The motivation behind consanguinity is usually to keep bonds, wealth, and property within a family. For this reason, there is a long list of cousin marriages among famous people (e.g., Albert Einstein, Charles Darwin, and others), and in royal families all over the world. Although endogamy has become the general norm in India, and consanguinity is practiced in some parts of the subcontinent, most ethnic groups—including the Jats—carry a blend of genetic components from different populations in the past.

Languages and Genetic Diversity

There are several thousand ethnic and tribal groups in the Indian subcontinent (Papiha, 1996; Xing et al., 2010). Members of these communities share common self-identities that are based on languages, customs, cuisines, and at least six major religions. There are 22 official languages and many dialects in the country (Annamalai, 2006). At least eight different languages—Balochi, Haryanvi, Hindi, Punjabi, Rajasthani, Saraiki, Sindhi, and Urdu—are spoken in the Jat communities, which demonstrates their genetic diversity.

The Aryan-Scythian Conundrum

The estimated population of the Indian subcontinent in 10,000 BCE was about 100,000 people, and stayed at this level until about 5,000 BCE, by when agriculture had spread in the Indus Valley (McEvedy and Jones, 1978). Since then the population has grown exponentially, with about 1.7 billion people in the Indian subcontinent now. Among the several thousand ethnic and tribal groups in the subcontinent, there are no existing population groups known as Indo-Aryan or Indo-Scythian. These appear to be labels that have been loosely applied to people who arrived in north India in a series of waves over a long period in the distant past.

Sir Risley's ethnographic classifications of Indian people did not provide any clues about the origins of the Indo-Aryans and the Scytho-Dravidians. But his studies showed that these two groups were physically different. According to the Imperial Gazetteer of India, the Indo-Scythians were likely pushed toward the south by the Indo-Aryans, mingled with the Dravidian population, and became the ancestors of an entirely different ethnic group known as the Marathas (Gazetteer, 1931).

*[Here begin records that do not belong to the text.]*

// ============================================================================
// Failure Tests
// ============================================================================

mod failures {
    use super::*;

    #[tokio::test]
    async fn test_decode_failure_is_yielded_and_polling_continues() {
        // Arrange
        let queue = queue_with(&["not json", r#"{"id":2}"#]).await;
        let scheduler = ManualScheduler::new();
        let source = manual_source(
            queue.clone(),
            SourceSettings::default().with_max_messages(2),
            &scheduler,
        );
        let mut stream = source.messages();

        // Act
        scheduler.tick();
        let first = stream.next().await.unwrap();
        let second = stream.next().await.unwrap();

        // Assert
        match first {
            Err(SourceError::MessageDeserialization {
                message, source, ..
            }) => {
                assert_eq!(message.as_bytes(), b"not json");
                assert!(matches!(source, Some(CodecError::Json(_))));
            }
            other => panic!("Expected MessageDeserialization, got: {:?}", other),
        }
        assert_eq!(second.unwrap(), TestCommand { id: 2 });

        // The undecodable message was already deleted
        assert_eq!(queue.approximate_message_count(None).await.unwrap(), 0);
    }

    #[tokio::test]
    async fn test_no_message_result_is_a_deserialization_error() {
        let queue = queue_with(&["{}"]).await;
        let scheduler = ManualScheduler::new();

        let mut deserializer = MockDeserializer::new();
        deserializer
            .expect_deserialize()
            .times(1)
            .returning(|_| Ok(None));
        deserializer
            .expect_type_name()
            .return_const("TestCommand".to_string());

        let source = StorageQueueSource::new(
            queue,
            vec![Arc::new(deserializer) as Arc<dyn MessageDeserializer<TestCommand>>],
            SourceSettings::default(),
            None,
            Arc::new(scheduler.clone()),
        )
        .unwrap();
        let mut stream = source.messages();

        scheduler.tick();
        match stream.next().await.unwrap() {
            Err(SourceError::MessageDeserialization {
                type_name, source, ..
            }) => {
                assert_eq!(type_name, "TestCommand");
                assert!(source.is_none());
            }
            other => panic!("Expected MessageDeserialization, got: {:?}", other),
        }
    }

    #[tokio::test]
    async fn test_only_first_deserializer_is_consulted() {
        let queue = queue_with(&[r#"{"id":1}"#]).await;
        let scheduler = ManualScheduler::new();

        let mut first = MockDeserializer::new();
        first
            .expect_deserialize()
            .times(1)
            .returning(|_| Err(CodecError::custom("unknown shape")));
        first
            .expect_type_name()
            .return_const("First".to_string());

        let mut second = MockDeserializer::new();
        second.expect_deserialize().never();

        let source = StorageQueueSource::new(
            queue,
            vec![
                Arc::new(first) as Arc<dyn MessageDeserializer<TestCommand>>,
                Arc::new(second),
            ],
            SourceSettings::default(),
            None,
            Arc::new(scheduler.clone()),
        )
        .unwrap();
        let mut stream = source.messages();

        scheduler.tick();
        let item = stream.next().await.unwrap();
        assert!(matches!(
            item,
            Err(SourceError::MessageDeserialization { .. })
        ));
    }

    #[tokio::test]
    async fn test_fetch_failure_ends_stream() {
        let client = InMemoryQueueClient::default();
        let missing = client.queue(&QueueName::new("never-created").unwrap());
        let scheduler = ManualScheduler::new();
        let source = manual_source(missing, SourceSettings::default(), &scheduler);
        let mut stream = source.messages();

        scheduler.tick();
        match stream.next().await {
            Some(Err(SourceError::Transport { source, .. })) => {
                assert!(matches!(source, QueueError::QueueNotFound { .. }));
            }
            other => panic!("Expected Transport error, got: {:?}", other),
        }

        scheduler.tick();
        assert!(stream.next().await.is_none());
    }

    #[tokio::test]
    async fn test_delete_failure_ends_stream_without_emitting() {
        let inner = queue_with(&[r#"{"id":1}"#]).await;
        let queue: Arc<dyn QueueHandle> = Arc::new(FailingDelete {
            inner: inner.clone(),
        });
        let scheduler = ManualScheduler::new();
        let source = manual_source(queue, SourceSettings::default(), &scheduler);
        let mut stream = source.messages();

        scheduler.tick();
        let item = stream.next().await.unwrap();

        assert!(matches!(item, Err(SourceError::Transport { .. })));
        assert!(stream.next().await.is_none());
        // Message stays in the queue and reappears after its visibility timeout
        assert_eq!(inner.approximate_message_count(None).await.unwrap(), 1);
    }

    #[tokio::test]
    async fn test_resubscribing_after_failure_polls_again() {
        let client = InMemoryQueueClient::default();
        let name = QueueName::new("late-queue").unwrap();
        let scheduler = ManualScheduler::new();
        let source = manual_source(client.queue(&name), SourceSettings::default(), &scheduler);

        let mut first = source.messages();
        scheduler.tick();
        assert!(matches!(
            first.next().await,
            Some(Err(SourceError::Transport { .. }))
        ));

        let queue = client.queue(&name);
        queue.create_if_not_exists(None).await.unwrap();
        queue
            .add_message(OutgoingMessage::new(r#"{"id":8}"#), None)
            .await
            .unwrap();

        let mut second = source.messages();
        scheduler.tick();
        assert_eq!(second.next().await.unwrap().unwrap(), TestCommand { id: 8 });
    }
}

The Pamir Knot region—from where the MRCA of haplogroup L emerged—is also the home of the Bactria-Margiana Archaeological Complex (BMAC), in a site called Gonur that represents a Bronze Age culture known as the Oxus civilization (Sarianidi, 2007). This BMAC site of around 4000 BCE was discovered and named by the Soviet archeologist Viktor Sarianidi. Among his findings, Sarianidi discovered evidence of sacred alters; traces of ingredients such as, poppy seeds, cannabis, and ephedra, used for a drink called soma; horse sacrifices; four wheeled chariots; and other connections with the Aryans (Sarianidi, 2007; Wood, 2007). Some BMAC materials of this type have been found in the Indus Valley sites. Archaeologist J. P. Mallory from Queens University (Ireland), and Indologist Asko Parpola from the University of Helsinki (Finland), have suggested a connection between the Aryans and BMAC (Mallory, 1989; Parpola, 1999). Because the MRCA of haplogroup L emerged from the same geographical area as the people called the Aryans, there may be a genetic link between the two.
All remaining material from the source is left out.